WHAT TO WORK ON — Scan the records for lines with the word "NativeScript", and copy every such line.

LISTED RECORDS —
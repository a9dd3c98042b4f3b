//! Android flows.

use log::{debug, info};
use std::sync::mpsc::{Receiver, RecvTimeoutError};
use std::thread;
use std::time::{Duration, Instant};

use super::{DebugOutcome, DebugReady, Platform, PlatformSession, SessionContext, Timings};
use crate::command::CliCommand;
use crate::error::{ExitInfo, LaunchError, Result};
use crate::process::{ProcessEvent, ProcessHandle};
use crate::request::LaunchRequest;
use crate::scanner;

#[derive(Clone)]
pub struct AndroidSession {
    ctx: SessionContext,
}

impl AndroidSession {
    pub fn new(ctx: SessionContext) -> Self {
        Self { ctx }
    }

    pub fn debug_command(&self, request: &LaunchRequest) -> CliCommand {
        self.ctx
            .builder()
            .append_param("debug")
            .append_param(Platform::Android.name())
            .append_param_if("--emulator", request.emulator)
            .append_param_if("--no-rebuild", !request.rebuild)
            .append_param_if("--debug-brk", request.stop_on_entry)
            .append_param("--no-client")
            .append_params(request.forwarded_args.iter().cloned())
            .build()
    }

    pub fn debug_port_command(&self, request: &LaunchRequest) -> CliCommand {
        self.ctx
            .builder()
            .append_param("debug")
            .append_param(Platform::Android.name())
            .append_param("--get-port")
            .append_params(request.forwarded_args.iter().cloned())
            .build()
    }
}

/// Hold the result for `delay` after the debugger marker.
///
/// An exit during the delay only fails the operation when rebuilding; without
/// a rebuild the exit is reported after the longer close grace period, so the
/// settle delay always wins.
fn settle(events: &Receiver<ProcessEvent>, rebuild: bool, delay: Duration) -> Result<()> {
    let deadline = Instant::now() + delay;
    loop {
        let remaining = deadline.saturating_duration_since(Instant::now());
        if remaining.is_zero() {
            return Ok(());
        }
        match events.recv_timeout(remaining) {
            Ok(ProcessEvent::Exited(info)) if rebuild => {
                return Err(LaunchError::ExitedBeforeReady(info))
            }
            Ok(_) => {}
            Err(RecvTimeoutError::Timeout) => return Ok(()),
            Err(RecvTimeoutError::Disconnected) => {
                thread::sleep(remaining);
                return Ok(());
            }
        }
    }
}

/// Wait for the Android debugger to report that it started.
pub fn await_debugger_started(
    events: &Receiver<ProcessEvent>,
    rebuild: bool,
    timings: Timings,
) -> Result<()> {
    for event in events.iter() {
        match event {
            ProcessEvent::Stdout(chunk) => {
                if scanner::debug_launched(&chunk) {
                    debug!("debugger started; waiting {:?} for adb", timings.adb_settle);
                    return settle(events, rebuild, timings.adb_settle);
                }
            }
            ProcessEvent::Exited(info) => {
                if !rebuild {
                    thread::sleep(timings.close_grace);
                }
                return Err(LaunchError::ExitedBeforeReady(info));
            }
        }
    }
    Err(LaunchError::ExitedBeforeReady(ExitInfo::default()))
}

/// Wait for the first non-zero debug port printed by `debug android --get-port`.
pub fn await_debug_port(events: &Receiver<ProcessEvent>) -> Result<u16> {
    for event in events.iter() {
        match event {
            ProcessEvent::Stdout(chunk) => {
                if let Some(port) = scanner::debug_port(&chunk) {
                    return Ok(port);
                }
            }
            ProcessEvent::Exited(info) => return Err(LaunchError::PortNotFound(info)),
        }
    }
    Err(LaunchError::PortNotFound(ExitInfo::default()))
}

impl PlatformSession for AndroidSession {
    fn platform_name(&self) -> &'static str {
        Platform::Android.name()
    }

    fn run(&self, request: &LaunchRequest) -> Result<ProcessHandle> {
        self.ctx.gate.check()?;
        let command = self.ctx.run_command(Platform::Android, request);
        info!("running `{}`", command);
        self.ctx.spawn(&command)
    }

    fn debug(&self, request: &LaunchRequest) -> Result<DebugOutcome> {
        self.ctx.gate.check()?;
        if request.is_attach() {
            // Nothing to launch; the debugger connects to the running app.
            return Ok(DebugOutcome {
                ready: DebugReady::Ready,
                process: None,
            });
        }

        let command = self.debug_command(request);
        info!("debugging `{}`", command);

        let mut handle = self.ctx.spawn(&command)?;
        let events = handle
            .take_events()
            .ok_or_else(|| LaunchError::ExitedBeforeReady(ExitInfo::default()))?;
        await_debugger_started(&events, request.rebuild, self.ctx.timings)?;

        Ok(DebugOutcome {
            ready: DebugReady::Ready,
            process: Some(handle),
        })
    }

    fn debug_port(&self, request: &LaunchRequest) -> Result<u16> {
        self.ctx.gate.check()?;
        let command = self.debug_port_command(request);
        info!("looking up debug port with `{}`", command);

        let mut handle = self.ctx.spawn(&command)?;
        let events = handle
            .take_events()
            .ok_or_else(|| LaunchError::PortNotFound(ExitInfo::default()))?;
        let port = await_debug_port(&events)?;
        drop(events);
        info!("debug port {}", port);
        Ok(port)
    }
}

#[cfg(test)]
mod tests {
    use super::*;
    use crate::platform::tests::context_with_version;
    use crate::version::Version;
    use std::sync::mpsc;

    fn exited(code: i32) -> ProcessEvent {
        ProcessEvent::Exited(ExitInfo {
            code: Some(code),
            signal: None,
        })
    }

    fn stdout(text: &str) -> ProcessEvent {
        ProcessEvent::Stdout(text.to_string())
    }

    fn feed(events: Vec<ProcessEvent>) -> Receiver<ProcessEvent> {
        let (tx, rx) = mpsc::channel();
        for event in events {
            tx.send(event).unwrap();
        }
        rx
    }

    fn session() -> AndroidSession {
        AndroidSession::new(context_with_version(Some(Version::new(6, 0, 0))))
    }

    #[test]
    fn test_debug_port_found() {
        let rx = feed(vec![
            stdout("Searching for devices..."),
            stdout("device: 030b258308e6ce89 debug port: 40001"),
            exited(0),
        ]);
        assert_eq!(await_debug_port(&rx).unwrap(), 40001);
    }

    #[test]
    fn test_zero_debug_port_is_skipped() {
        let rx = feed(vec![stdout("debug port: 00000"), stdout("debug port: 40002")]);
        assert_eq!(await_debug_port(&rx).unwrap(), 40002);

        let rx = feed(vec![stdout("debug port: 00000"), exited(4)]);
        match await_debug_port(&rx).unwrap_err() {
            LaunchError::PortNotFound(info) => assert_eq!(info.code, Some(4)),
            other => panic!("unexpected error: {other}"),
        }
    }

    #[test]
    fn test_debugger_started_resolves() {
        let rx = feed(vec![
            stdout("Project successfully built"),
            stdout("# NativeScript Debugger started #"),
        ]);
        await_debugger_started(&rx, true, Timings::immediate()).unwrap();
    }

    #[test]
    fn test_settle_delay_is_observed() {
        let (tx, rx) = mpsc::channel();
        tx.send(stdout("# NativeScript Debugger started #")).unwrap();
        let timings = Timings {
            adb_settle: Duration::from_millis(50),
            close_grace: Duration::ZERO,
        };

        let start = Instant::now();
        await_debugger_started(&rx, false, timings).unwrap();
        assert!(start.elapsed() >= Duration::from_millis(50));
        drop(tx);
    }

    #[test]
    fn test_exit_during_settle_rejects_when_rebuilding() {
        let rx = feed(vec![stdout("# NativeScript Debugger started #"), exited(2)]);
        let timings = Timings {
            adb_settle: Duration::from_millis(200),
            close_grace: Duration::ZERO,
        };
        assert!(matches!(
            await_debugger_started(&rx, true, timings),
            Err(LaunchError::ExitedBeforeReady(_))
        ));

        let rx = feed(vec![stdout("# NativeScript Debugger started #"), exited(2)]);
        await_debugger_started(&rx, false, timings).unwrap();
    }

    #[test]
    fn test_close_without_rebuild_waits_grace_period() {
        let rx = feed(vec![stdout("Building project..."), exited(1)]);
        let timings = Timings {
            adb_settle: Duration::ZERO,
            close_grace: Duration::from_millis(50),
        };

        let start = Instant::now();
        let err = await_debugger_started(&rx, false, timings).unwrap_err();
        assert!(start.elapsed() >= Duration::from_millis(50));
        assert_eq!(err.to_string(), "The debug process exited unexpectedly code:1");
    }

    #[test]
    fn test_close_when_rebuilding_rejects_immediately() {
        let rx = feed(vec![exited(1)]);
        let timings = Timings {
            adb_settle: Duration::ZERO,
            close_grace: Duration::from_secs(30),
        };
        let start = Instant::now();
        assert!(await_debugger_started(&rx, true, timings).is_err());
        assert!(start.elapsed() < Duration::from_secs(5));
    }

    #[test]
    fn test_launch_command_flags() {
        let mut request = LaunchRequest::launch();
        request.stop_on_entry = true;
        request.forwarded_args = vec!["--device".into(), "emulator-5554".into()];
        assert_eq!(
            session().debug_command(&request).args,
            vec![
                "debug",
                "android",
                "--no-rebuild",
                "--debug-brk",
                "--no-client",
                "--device",
                "emulator-5554"
            ]
        );

        request.rebuild = true;
        request.stop_on_entry = false;
        assert_eq!(
            session().debug_command(&request).args,
            vec!["debug", "android", "--no-client", "--device", "emulator-5554"]
        );
    }

    #[test]
    fn test_get_port_command() {
        let mut request = LaunchRequest::attach();
        request.forwarded_args = vec!["--device".into(), "030b258308e6ce89".into()];
        assert_eq!(
            session().debug_port_command(&request).args,
            vec!["debug", "android", "--get-port", "--device", "030b258308e6ce89"]
        );
    }

    #[test]
    fn test_attach_resolves_without_spawning() {
        let outcome = session().debug(&LaunchRequest::attach()).unwrap();
        assert_eq!(outcome.ready, DebugReady::Ready);
        assert!(outcome.process.is_none());
    }

    #[test]
    fn test_version_gate_blocks_before_spawn() {
        let android = AndroidSession::new(context_with_version(None));
        assert!(matches!(
            android.debug_port(&LaunchRequest::attach()),
            Err(LaunchError::ToolNotFound)
        ));
        assert!(matches!(
            android.debug(&LaunchRequest::attach()),
            Err(LaunchError::ToolNotFound)
        ));
    }
}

RESPONSE —
            stdout("# NativeScript Debugger started #"),
        tx.send(stdout("# NativeScript Debugger started #")).unwrap();
        let rx = feed(vec![stdout("# NativeScript Debugger started #"), exited(2)]);
        let rx = feed(vec![stdout("# NativeScript Debugger started #"), exited(2)]);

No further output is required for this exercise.